Talvez por desconhecer o rico folclore do futebol brasileiro, o holandês Seedorf tem feito algumas indagações pertinentes. São pequenas coisas invisíveis aos olhos viciados dos nativos, mas com algum sentido quando observadas de perto. Ele não entende, por exemplo, porque a rivalidade dos clubes nos campeonatos estaduais é mais ferrenha do que no Campeonato Brasileiro. De fato, é difícil imaginar qual motivo faz cruzeirenses e atleticanos, cada qual com algumas dúzias de títulos, valorizarem tanto o Campeonato Mineiro.

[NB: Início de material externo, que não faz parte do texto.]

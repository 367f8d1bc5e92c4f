use std::fs;
use std::io;
use std::path::{Path, PathBuf};
use std::time::Duration;

use chatwidget_engine::ChatSettings;
use serde::{Deserialize, Serialize};
use thiserror::Error;
use widget_logging::widget_info;

use super::cli::Cli;

pub(crate) const DEFAULT_CONFIG_FILENAME: &str = "chatwidget.ron";

#[derive(Debug, Error)]
pub enum ConfigError {
    #[error("failed to read config {path:?}: {source}")]
    Read { path: PathBuf, source: io::Error },
    #[error("failed to parse config {path:?}: {source}")]
    Parse {
        path: PathBuf,
        source: ron::error::SpannedError,
    },
}

#[derive(Debug, Clone, PartialEq, Eq, Serialize, Deserialize)]
#[serde(default)]
pub struct ChatConfig {
    pub base_url: String,
    pub endpoint_path: String,
    pub csrf_cookie_name: String,
    pub csrf_header_name: String,
    pub csrf_token: Option<String>,
    pub request_timeout_secs: Option<u64>,
    pub prime_session: bool,
}

impl Default for ChatConfig {
    fn default() -> Self {
        let settings = ChatSettings::default();
        Self {
            base_url: settings.base_url,
            endpoint_path: settings.endpoint_path,
            csrf_cookie_name: settings.csrf_cookie_name,
            csrf_header_name: settings.csrf_header_name,
            csrf_token: None,
            request_timeout_secs: None,
            prime_session: true,
        }
    }
}

impl ChatConfig {
    /// Loads `path`, falling back to defaults when the file is absent and
    /// `required` is false.
    pub fn load(path: &Path, required: bool) -> Result<Self, ConfigError> {
        let content = match fs::read_to_string(path) {
            Ok(text) => text,
            Err(err) if err.kind() == io::ErrorKind::NotFound && !required => {
                return Ok(Self::default());
            }
            Err(source) => {
                return Err(ConfigError::Read {
                    path: path.to_path_buf(),
                    source,
                });
            }
        };

        let config = ron::from_str(&content).map_err(|source| ConfigError::Parse {
            path: path.to_path_buf(),
            source,
        })?;
        widget_info!("Loaded config from {:?}", path);
        Ok(config)
    }

    /// Resolves the config file from the command line and applies overrides.
    pub fn from_cli(cli: &Cli) -> Result<Self, ConfigError> {
        let mut config = match &cli.config {
            Some(path) => Self::load(path, true)?,
            None => Self::load(Path::new(DEFAULT_CONFIG_FILENAME), false)?,
        };
        config.apply_cli(cli);
        Ok(config)
    }

    pub fn apply_cli(&mut self, cli: &Cli) {
        if let Some(base_url) = &cli.base_url {
            self.base_url = base_url.clone();
        }
        if let Some(secs) = cli.timeout_secs {
            self.request_timeout_secs = Some(secs);
        }
        if let Some(token) = &cli.csrf_token {
            self.csrf_token = Some(token.clone());
        }
        if cli.no_prime {
            self.prime_session = false;
        }
    }

    pub fn to_settings(&self) -> ChatSettings {
        ChatSettings {
            base_url: self.base_url.clone(),
            endpoint_path: self.endpoint_path.clone(),
            csrf_cookie_name: self.csrf_cookie_name.clone(),
            csrf_header_name: self.csrf_header_name.clone(),
            csrf_token: self.csrf_token.clone(),
            request_timeout: self.request_timeout_secs.map(Duration::from_secs),
            ..ChatSettings::default()
        }
    }
}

Mesmo no Rio de Janeiro ou em São Paulo, onde há mais times disputando a Série A do Campeonato Brasileiro, a empolgação com os estaduais é injustificável, principalmente nas fases classificatórias. Isso quando os regionais não acabam dividindo a audiência com competições ainda maiores, com a Libertadores da América e a Copa do Brasil. Nesses casos, entram em campo os chamados times "B". Ainda assim, se o time "B" do Atlético for jogar com o Cruzeiro, a mobilização é a mesma.

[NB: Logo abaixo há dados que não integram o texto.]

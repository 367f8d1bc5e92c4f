use std::io::{self, Write};

use chatwidget_core::Sender;
use crossterm::style::Stylize;
use crossterm::terminal::{Clear, ClearType};
use crossterm::{cursor, queue};
use widget_logging::widget_trace;

use super::constants::*;
use super::surface::{Surface, UiCommand};

const TYPING_TEXT: &str = "bot> ...";

/// Line-oriented surface that prints the transcript to a terminal.
///
/// While the widget is closed nothing is printed; the transcript is kept and
/// replayed when it opens again, the way hidden DOM nodes keep their content.
pub struct TerminalSurface<W: Write> {
    out: W,
    visible: bool,
    transcript: Vec<(String, Sender)>,
    typing: bool,
}

impl<W: Write> TerminalSurface<W> {
    pub fn new(out: W) -> Self {
        Self {
            out,
            visible: false,
            transcript: Vec::new(),
            typing: false,
        }
    }

    #[cfg(test)]
    pub fn into_inner(self) -> W {
        self.out
    }

    fn write_message(&mut self, text: &str, sender: Sender) -> io::Result<()> {
        match sender {
            Sender::User => writeln!(self.out, "{} {}", "you>".yellow().bold(), text),
            Sender::Bot => writeln!(self.out, "{} {}", "bot>".green().bold(), text),
        }
    }

    fn write_typing(&mut self) -> io::Result<()> {
        write!(self.out, "{}", TYPING_TEXT.dim())
    }

    fn clear_typing(&mut self) -> io::Result<()> {
        queue!(
            self.out,
            cursor::MoveToColumn(0),
            Clear(ClearType::CurrentLine)
        )
    }

    fn replay(&mut self) -> io::Result<()> {
        let transcript = std::mem::take(&mut self.transcript);
        for (text, sender) in &transcript {
            self.write_message(text, *sender)?;
        }
        self.transcript = transcript;
        if self.typing {
            self.write_typing()?;
        }
        Ok(())
    }
}

impl<W: Write> Surface for TerminalSurface<W> {
    fn apply(&mut self, command: UiCommand) -> io::Result<()> {
        match command {
            UiCommand::Mount { control_id, label } => {
                widget_trace!("mount control {} ({})", control_id.raw(), label);
                if control_id == MESSAGE_LIST {
                    writeln!(self.out, "{}", format!("== {label} ==").bold())?;
                } else if control_id == INPUT_MESSAGE {
                    writeln!(self.out, "{label}; /toggle, /open, /close and /quit control the widget.")?;
                }
            }
            UiCommand::SetVisible { visible } => {
                if visible == self.visible {
                    return Ok(());
                }
                self.visible = visible;
                if visible {
                    writeln!(self.out, "{}", "[chat opened]".dim())?;
                    self.replay()?;
                } else {
                    if self.typing {
                        self.clear_typing()?;
                    }
                    writeln!(self.out, "{}", "[chat closed]".dim())?;
                }
            }
            UiCommand::SetToggleActive { active } => {
                widget_trace!("toggle active={}", active);
            }
            UiCommand::SetControlEnabled {
                control_id,
                enabled,
            } => {
                widget_trace!("control {} enabled={}", control_id.raw(), enabled);
            }
            UiCommand::SetInputText { text } => {
                // The terminal's own line editor owns the input text.
                widget_trace!("input text now {} chars", text.len());
            }
            UiCommand::AppendMessage { text, sender } => {
                if self.visible {
                    self.write_message(&text, sender)?;
                }
                self.transcript.push((text, sender));
            }
            UiCommand::ShowTyping => {
                self.typing = true;
                if self.visible {
                    self.write_typing()?;
                }
            }
            UiCommand::RemoveTyping => {
                self.typing = false;
                if self.visible {
                    self.clear_typing()?;
                }
            }
            UiCommand::ScrollToEnd | UiCommand::FocusInput => {
                self.out.flush()?;
            }
        }
        Ok(())
    }
}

Mas voltando às indagações do Seedorf, sua principal questão é com relação à ausência de torcedores na maioria dos jogos. Nem mesmo o aquecimento da economia com a chegada de milhões de torcedores à classe média mudou a realidade das arquibancadas nos últimos anos. Exceção ao Corinthians e ao Santa Cruz, os demais jogam mais para as lentes da Rede Globo e seus milionários contratos televisivos do que para o olhar apaixonado do torcedor que vai aos estádios.
O problema, respondia assim um comentarista no rádio, é que, mesmo nos bons tempos atuais, o salário não chega ao fim do mês. Com jogos na quarta-feira e no domingo, então, só dura uma semana. Acrescentaria ainda que o crédito que era farto hoje já está mais complicado. Quanto à competitividade dos estaduais, o mesmo comentarista enumerou uma série de razoáveis motivos, aos quais somaria apenas o fato de, independentemente da qualidade do time, Cruzeiro e Atlético, Grêmio e Internacional, além dos quartetos do Rio de Janeiro e de São Paulo, serão sempre favoritos nas disputas em seus quintais.